Saturday, June 29, 2019

Still life




















This is Queensland beef (overstocking, overgrazing and soil erosion onto the reef, would you like some flies with that)

2019

Sue George

mixed media (tissue, graphite, linoprint and pastel) on paper
65 x 80 cm

Sunday, June 23, 2019

Nothing comes from nothing

Nothing ever could.

Standing on the shoulders of Isaac Newton and Julie Andrews.

I love a good burn off. For the last few days I have been throwing canvases on the fire. The ashes this morning were full of fragile wafers, canvas fragments or the shells of them, so ephemeral they disintegrated on touch.

The contrast between the visual (canvas imprint) and the physical (empty carbon) was irresistible. I managed to float some onto an old canvas and secure them with spray fixative and lacquer.





















Exquisite.

Approaching nothing

I want to capture nothing. Empty time and space. Continuing in the spirit of memento mori, trying to capture the explosive fertility of time spent anticipating nothing.

Can a something ever capture nothing? Be nothing? I'm not sure.

I've been working on a series of prints, Approaching nothing.



























study, mixed media on paper, c. 20x30cm

The texture of bone II

Study of bone structure, from the fire pit.


























graphite on paper, c. 20x35cm

Friday, April 5, 2019

Submerged bathyspheres


I think of the art of painting as another way of seeing. Another approach to reality. Another porthole, as it were, in the submerged bathysphere of our consciousness.
Louis de Brocquy

The happy accident in Boonah. I stumbled across a monograph of works by Louis le Brocquy. His head series from the 1980s. 

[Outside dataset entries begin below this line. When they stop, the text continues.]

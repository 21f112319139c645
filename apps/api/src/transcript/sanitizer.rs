//! Transcript sanitization — turns raw chat turns into a bounded,
//! speaker-tagged transcript that is safe to embed in a prompt.
//!
//! Nothing in here fails. Malformed turns and feature values are dropped.

use std::collections::BTreeMap;

use serde_json::Value;

use crate::transcript::{RawChatTurn, Speaker, TranscriptMessage, TurnType};

/// Appended to any text cut by `truncate`.
pub const TRUNCATION_MARKER: &str = " …[truncated]";

pub const DEFAULT_MAX_MESSAGES: usize = 400;
pub const DEFAULT_MAX_MESSAGE_TEXT_LENGTH: usize = 2_000;

/// Emotion feature keys longer than this are cut.
pub const MAX_EMOTION_KEY_LENGTH: usize = 40;

/// Bounds applied while sanitizing.
#[derive(Debug, Clone, Copy, PartialEq, Eq)]
pub struct TranscriptLimits {
    /// Tail window: only the last `max_messages` kept turns survive.
    pub max_messages: usize,
    /// Per-message character cap.
    pub max_text_length: usize,
}

impl Default for TranscriptLimits {
    fn default() -> Self {
        Self {
            max_messages: DEFAULT_MAX_MESSAGES,
            max_text_length: DEFAULT_MAX_MESSAGE_TEXT_LENGTH,
        }
    }
}

/// Returns `value` unchanged if it has at most `max` characters, otherwise its
/// first `max` characters followed by `TRUNCATION_MARKER`.
pub fn truncate(value: &str, max: usize) -> String {
    match value.char_indices().nth(max) {
        None => value.to_string(),
        Some((cut, _)) => format!("{}{}", &value[..cut], TRUNCATION_MARKER),
    }
}

/// Builds the prompt transcript from raw turns.
///
/// Keeps user and agent messages with non-blank text, takes the last
/// `limits.max_messages` of them, trims and truncates each text, and attaches
/// sanitized emotion features to interviewee turns.
pub fn sanitize_transcript(turns: &[RawChatTurn], limits: TranscriptLimits) -> Vec<TranscriptMessage> {
    let kept: Vec<(Speaker, &RawChatTurn, &str)> = turns
        .iter()
        .filter_map(|turn| {
            let speaker = match turn.turn_type {
                TurnType::UserMessage => Speaker::Interviewee,
                TurnType::AgentMessage => Speaker::Interviewer,
                _ => return None,
            };
            let text = turn.message_text.as_deref()?.trim();
            (!text.is_empty()).then_some((speaker, turn, text))
        })
        .collect();

    let skip = kept.len().saturating_sub(limits.max_messages);

    kept.into_iter()
        .skip(skip)
        .map(|(speaker, turn, text)| TranscriptMessage {
            speaker,
            text: truncate(text, limits.max_text_length),
            emotion_features: match speaker {
                Speaker::Interviewee => sanitize_emotion_features(turn.emotion_features.as_ref()),
                Speaker::Interviewer => None,
            },
        })
        .collect()
}

/// Filters an emotion feature mapping down to finite values in `[0, 1]`,
/// rounded to 3 decimals, with keys capped at `MAX_EMOTION_KEY_LENGTH` chars.
///
/// Accepts a JSON object or a string holding a JSON object. Returns `None`
/// rather than an empty map when nothing qualifies.
pub fn sanitize_emotion_features(features: Option<&Value>) -> Option<BTreeMap<String, f64>> {
    let decoded;
    let object = match features? {
        Value::Object(map) => map,
        Value::String(raw) => {
            decoded = serde_json::from_str::<Value>(raw).ok()?;
            decoded.as_object()?
        }
        _ => return None,
    };

    let cleaned: BTreeMap<String, f64> = object
        .iter()
        .filter_map(|(key, value)| {
            let v = value.as_f64()?;
            if !v.is_finite() || !(0.0..=1.0).contains(&v) {
                return None;
            }
            let key: String = key.chars().take(MAX_EMOTION_KEY_LENGTH).collect();
            Some((key, round3(v)))
        })
        .collect();

    (!cleaned.is_empty()).then_some(cleaned)
}

fn round3(v: f64) -> f64 {
    (v * 1000.0).round() / 1000.0
}
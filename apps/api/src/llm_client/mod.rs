/// LLM Client — the single point of entry for all model calls in the service.
///
/// ARCHITECTURAL RULE: No other module may call the Anthropic API directly.
/// The feedback pipeline only sees the `TextGenerator` trait; `LlmClient` is
/// the production implementation carried in `AppState`.
use async_trait::async_trait;
use reqwest::Client;
use serde::{Deserialize, Serialize};
use thiserror::Error;
use tracing::{debug, warn};

const ANTHROPIC_API_URL: &str = "https://api.anthropic.com/v1/messages";
const ANTHROPIC_VERSION: &str = "2023-06-01";
/// Default model for feedback generation. Overridable per request.
pub const DEFAULT_MODEL: &str = "claude-sonnet-4-5";
const MAX_TOKENS: u32 = 4096;
const MAX_RETRIES: u32 = 3;
const STOP_REASON_MAX_TOKENS: &str = "max_tokens";

#[derive(Debug, Error)]
pub enum LlmError {
    #[error("HTTP error: {0}")]
    Http(#[from] reqwest::Error),

    #[error("API error (status {status}): {message}")]
    Api { status: u16, message: String },

    #[error("Rate limited after {retries} retries")]
    RateLimited { retries: u32 },

    #[error("LLM returned empty content")]
    EmptyContent,
}

// ────────────────────────────────────────────────────────────────────────────
// Generation seam
// ────────────────────────────────────────────────────────────────────────────

/// Everything a text generator needs for one feedback document.
#[derive(Debug, Clone, Copy)]
pub struct GenerationRequest<'a> {
    pub model: &'a str,
    pub prompt: &'a str,
    pub system: &'a str,
    /// Ceiling on model round-trips for this request.
    pub step_limit: u32,
    /// Sampling hint. Backends without temperature support ignore it.
    pub temperature: Option<f32>,
}

#[derive(Debug, Clone, PartialEq)]
pub struct GeneratedText {
    pub text: String,
    /// Round-trips actually used.
    pub steps: u32,
}

/// Given a prompt and system instructions, returns generated text.
#[async_trait]
pub trait TextGenerator: Send + Sync {
    async fn generate(&self, request: GenerationRequest<'_>) -> Result<GeneratedText, LlmError>;
}

// ────────────────────────────────────────────────────────────────────────────
// Anthropic wire types
// ────────────────────────────────────────────────────────────────────────────

#[derive(Debug, Serialize)]
struct AnthropicRequest<'a> {
    model: &'a str,
    max_tokens: u32,
    system: &'a str,
    messages: Vec<AnthropicMessage<'a>>,
    #[serde(skip_serializing_if = "Option::is_none")]
    temperature: Option<f32>,
}

#[derive(Debug, Serialize)]
struct AnthropicMessage<'a> {
    role: &'a str,
    content: &'a str,
}

#[derive(Debug, Deserialize)]
pub struct LlmResponse {
    pub content: Vec<ContentBlock>,
    #[serde(default)]
    pub stop_reason: Option<String>,
    pub usage: Usage,
}

#[derive(Debug, Deserialize)]
pub struct ContentBlock {
    #[serde(rename = "type")]
    pub block_type: String,
    pub text: Option<String>,
}

#[derive(Debug, Deserialize)]
pub struct Usage {
    pub input_tokens: u32,
    pub output_tokens: u32,
}

impl LlmResponse {
    /// Concatenates every text block in order.
    pub fn text(&self) -> Option<String> {
        let text: String = self
            .content
            .iter()
            .filter(|b| b.block_type == "text")
            .filter_map(|b| b.text.as_deref())
            .collect();
        (!text.is_empty()).then_some(text)
    }

    fn hit_token_ceiling(&self) -> bool {
        self.stop_reason.as_deref() == Some(STOP_REASON_MAX_TOKENS)
    }
}

#[derive(Debug, Deserialize)]
struct AnthropicError {
    error: AnthropicErrorBody,
}

#[derive(Debug, Deserialize)]
struct AnthropicErrorBody {
    message: String,
}

// ────────────────────────────────────────────────────────────────────────────
// Client
// ────────────────────────────────────────────────────────────────────────────

/// Wraps the Anthropic Messages API with transport retries and step-bounded
/// continuation.
#[derive(Clone)]
pub struct LlmClient {
    client: Client,
    api_key: String,
}

impl LlmClient {
    pub fn new(api_key: String) -> Result<Self, LlmError> {
        Ok(Self {
            client: Client::builder()
                .timeout(std::time::Duration::from_secs(120))
                .build()?,
            api_key,
        })
    }

    /// Makes one Messages API round-trip, returning the full response object.
    /// Retries on 429 (rate limit) and 5xx errors with exponential backoff.
    async fn call(&self, body: &AnthropicRequest<'_>) -> Result<LlmResponse, LlmError> {
        let mut last_error: Option<LlmError> = None;

        for attempt in 0..MAX_RETRIES {
            if attempt > 0 {
                // Exponential backoff: 1s, 2s, 4s
                let delay = std::time::Duration::from_millis(1000 * (1 << (attempt - 1)));
                warn!(
                    "LLM call attempt {} failed, retrying after {}ms...",
                    attempt,
                    delay.as_millis()
                );
                tokio::time::sleep(delay).await;
            }

            let response = self
                .client
                .post(ANTHROPIC_API_URL)
                .header("x-api-key", &self.api_key)
                .header("anthropic-version", ANTHROPIC_VERSION)
                .header("content-type", "application/json")
                .json(body)
                .send()
                .await;

            let response = match response {
                Ok(r) => r,
                Err(e) => {
                    last_error = Some(LlmError::Http(e));
                    continue;
                }
            };

            let status = response.status();

            if status.as_u16() == 429 || status.is_server_error() {
                let body = response.text().await.unwrap_or_default();
                warn!("LLM API returned {}: {}", status, body);
                last_error = Some(LlmError::Api {
                    status: status.as_u16(),
                    message: body,
                });
                continue;
            }

            if !status.is_success() {
                let body = response.text().await.unwrap_or_default();
                let message = serde_json::from_str::<AnthropicError>(&body)
                    .map(|e| e.error.message)
                    .unwrap_or(body);
                return Err(LlmError::Api {
                    status: status.as_u16(),
                    message,
                });
            }

            let llm_response: LlmResponse = response.json().await?;

            debug!(
                "LLM call succeeded: input_tokens={}, output_tokens={}, stop_reason={:?}",
                llm_response.usage.input_tokens,
                llm_response.usage.output_tokens,
                llm_response.stop_reason
            );

            return Ok(llm_response);
        }

        Err(last_error.unwrap_or(LlmError::RateLimited {
            retries: MAX_RETRIES,
        }))
    }
}

#[async_trait]
impl TextGenerator for LlmClient {
    /// Each step is one round-trip. A step that stops on `max_tokens` is
    /// continued by sending the text so far as an assistant prefill, until the
    /// model finishes or `step_limit` steps have run.
    async fn generate(&self, request: GenerationRequest<'_>) -> Result<GeneratedText, LlmError> {
        let step_limit = request.step_limit.max(1);
        let mut text = String::new();
        let mut steps = 0;

        while steps < step_limit {
            steps += 1;

            // The API rejects prefills that end in whitespace.
            let prefill = text.trim_end().to_string();
            let mut messages = vec![AnthropicMessage {
                role: "user",
                content: request.prompt,
            }];
            if !prefill.is_empty() {
                messages.push(AnthropicMessage {
                    role: "assistant",
                    content: &prefill,
                });
            }

            let body = AnthropicRequest {
                model: request.model,
                max_tokens: MAX_TOKENS,
                system: request.system,
                messages,
                temperature: request.temperature,
            };

            let response = self.call(&body).await?;
            let chunk = response.text().unwrap_or_default();
            text = format!("{prefill}{chunk}");

            if !response.hit_token_ceiling() {
                break;
            }
            if steps == step_limit {
                warn!(
                    "Generation still truncated after {} steps; returning partial text",
                    step_limit
                );
            }
        }

        if text.trim().is_empty() {
            return Err(LlmError::EmptyContent);
        }

        Ok(GeneratedText { text, steps })
    }
}

#[cfg(test)]
mod tests {
    use super::*;

    #[test]
    fn test_response_text_joins_text_blocks() {
        let json = r###"{
            "content": [
                {"type": "text", "text": "Overall Rating: 7/10\n"},
                {"type": "tool_use"},
                {"type": "text", "text": "## Communication Clarity: 6/10"}
            ],
            "stop_reason": "end_turn",
            "usage": {"input_tokens": 10, "output_tokens": 20}
        }"###;
        let response: LlmResponse = serde_json::from_str(json).unwrap();
        assert_eq!(
            response.text().as_deref(),
            Some("Overall Rating: 7/10\n## Communication Clarity: 6/10")
        );
        assert!(!response.hit_token_ceiling());
    }

    #[test]
    fn test_response_detects_token_ceiling() {
        let json = r#"{
            "content": [{"type": "text", "text": "partial"}],
            "stop_reason": "max_tokens",
            "usage": {"input_tokens": 1, "output_tokens": 4096}
        }"#;
        let response: LlmResponse = serde_json::from_str(json).unwrap();
        assert!(response.hit_token_ceiling());
    }

    #[test]
    fn test_response_without_text_is_none() {
        let json = r#"{"content": [], "usage": {"input_tokens": 1, "output_tokens": 0}}"#;
        let response: LlmResponse = serde_json::from_str(json).unwrap();
        assert!(response.text().is_none());
    }

    #[test]
    fn test_request_omits_temperature_when_absent() {
        let body = AnthropicRequest {
            model: DEFAULT_MODEL,
            max_tokens: MAX_TOKENS,
            system: "sys",
            messages: vec![AnthropicMessage {
                role: "user",
                content: "hi",
            }],
            temperature: None,
        };
        let json = serde_json::to_value(&body).unwrap();
        assert!(json.get("temperature").is_none());
        assert_eq!(json["messages"][0]["role"], "user");
    }
}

Portholes in the submerged bathysphere of our consciousness. I'm down there, tapping on the glass, looking in.























Louis le Brocquy, 'The Human Head: Notes on Painting & Awareness', 18th Distinguished International Department Lecture, Royal College of Surgeons in Ireland (Dublin, 14 November 2005) Edited from Actes du Colloque 'Corps-Poésie-Peinture'Faculté des Lettres de Nice Métaphores, No. 5 (Nice, February 8, 1979) 

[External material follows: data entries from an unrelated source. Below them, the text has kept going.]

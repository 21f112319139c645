use std::sync::Arc;

use crate::config::FeedbackSettings;
use crate::llm_client::TextGenerator;
use crate::transcript::TranscriptSource;

/// Shared application state injected into all route handlers via Axum extractors.
#[derive(Clone)]
pub struct AppState {
    /// Chat transcript backend. Default: HumeClient.
    pub transcripts: Arc<dyn TranscriptSource>,
    /// Text generation backend. Default: LlmClient.
    pub generator: Arc<dyn TextGenerator>,
    pub feedback: FeedbackSettings,
}
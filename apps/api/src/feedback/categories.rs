//! Canonical feedback categories.
//!
//! This table is the only place the category list lives. The prompt directive,
//! the markdown normalizer and the scorecard sort all read from `ALL`, so the
//! instructions the model receives and the structure we rebuild cannot drift.

use serde::{Deserialize, Serialize};

#[derive(Debug, Clone, Copy, PartialEq, Eq, Hash, Serialize, Deserialize)]
#[serde(rename_all = "snake_case")]
pub enum CanonicalCategory {
    CommunicationClarity,
    ConfidenceAndEmotionalState,
    ResponseQuality,
    PacingAndTiming,
    EngagementAndInteraction,
    RoleFitAndAlignment,
    OverallStrengthsAndAreasForImprovement,
}

impl CanonicalCategory {
    /// Every category, in the order the feedback document must present them.
    pub const ALL: [CanonicalCategory; 7] = [
        CanonicalCategory::CommunicationClarity,
        CanonicalCategory::ConfidenceAndEmotionalState,
        CanonicalCategory::ResponseQuality,
        CanonicalCategory::PacingAndTiming,
        CanonicalCategory::EngagementAndInteraction,
        CanonicalCategory::RoleFitAndAlignment,
        CanonicalCategory::OverallStrengthsAndAreasForImprovement,
    ];

    /// Display name, exactly as it appears in headings.
    pub fn name(self) -> &'static str {
        match self {
            CanonicalCategory::CommunicationClarity => "Communication Clarity",
            CanonicalCategory::ConfidenceAndEmotionalState => "Confidence and Emotional State",
            CanonicalCategory::ResponseQuality => "Response Quality",
            CanonicalCategory::PacingAndTiming => "Pacing and Timing",
            CanonicalCategory::EngagementAndInteraction => "Engagement and Interaction",
            CanonicalCategory::RoleFitAndAlignment => "Role Fit & Alignment",
            CanonicalCategory::OverallStrengthsAndAreasForImprovement => {
                "Overall Strengths & Areas for Improvement"
            }
        }
    }

    /// Lowercase match key used for prefix detection.
    pub fn key(self) -> &'static str {
        match self {
            CanonicalCategory::CommunicationClarity => "communication clarity",
            CanonicalCategory::ConfidenceAndEmotionalState => "confidence and emotional state",
            CanonicalCategory::ResponseQuality => "response quality",
            CanonicalCategory::PacingAndTiming => "pacing and timing",
            CanonicalCategory::EngagementAndInteraction => "engagement and interaction",
            CanonicalCategory::RoleFitAndAlignment => "role fit & alignment",
            CanonicalCategory::OverallStrengthsAndAreasForImprovement => {
                "overall strengths & areas for improvement"
            }
        }
    }

    /// Zero-based position in the canonical order.
    pub fn position(self) -> usize {
        Self::ALL
            .iter()
            .position(|&c| c == self)
            .unwrap_or(Self::ALL.len())
    }

    /// Exact (case-insensitive, whitespace-trimmed) lookup by display name.
    pub fn from_name(name: &str) -> Option<Self> {
        let name = name.trim();
        Self::ALL
            .into_iter()
            .find(|c| c.name().eq_ignore_ascii_case(name))
    }

    /// Prefix lookup: the first category whose lowercase name starts `lower`.
    pub(crate) fn match_prefix(lower: &str) -> Option<Self> {
        Self::ALL.into_iter().find(|c| lower.starts_with(c.key()))
    }
}
//! Interview feedback service: retrieves a voice-interview transcript,
//! prompts a language model for structured coaching feedback, and normalizes
//! the result into a fixed markdown layout.

pub mod config;
pub mod errors;
pub mod feedback;
pub mod llm_client;
pub mod routes;
pub mod state;
pub mod transcript;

Saturday, January 19, 2019

Thursday, January 3, 2019

Blending


Playing with oil pastels and blending backgrounds, inspired by a walk over the bridge in fog (photo from 2016) and, Turner's cattle.














I like the impact of the same image in monochrome (below), and I might try something similar in charcoal or graphite.

















Wednesday, January 2, 2019

Turner and change

Working this morning with oil pastels, over old drawings.

















from the visual diary, thinking about Turner's train
oil pastel on paper

I was browsing through a book on Turner and captivated again by Rain, steam and speed (1844) responding to the dramatic social changes of his time. We think of our own times as uniquely revolutionary, but the change from walking, riding and sailing can hardly have been less dramatic.
The more things change, the more they stay the same. I'm beginning to feel a little ambivalent about it all, myself. All this change forging ahead without me these days. There's something about Turner's painting which captures the feeling.

Tuesday, January 1, 2019

Memento mori

Memento mori (latin, "remember you too will die").

A memento mori is a work of art designed to remind the viewer of their mortality and of the shortness and fragility of human life (TATE, 2019). After so many experiences of death, I rarely need reminding, but I like to share the joy of it.

In 2019, my own memento mori series will evolve from work over the last twelve months documenting the dead.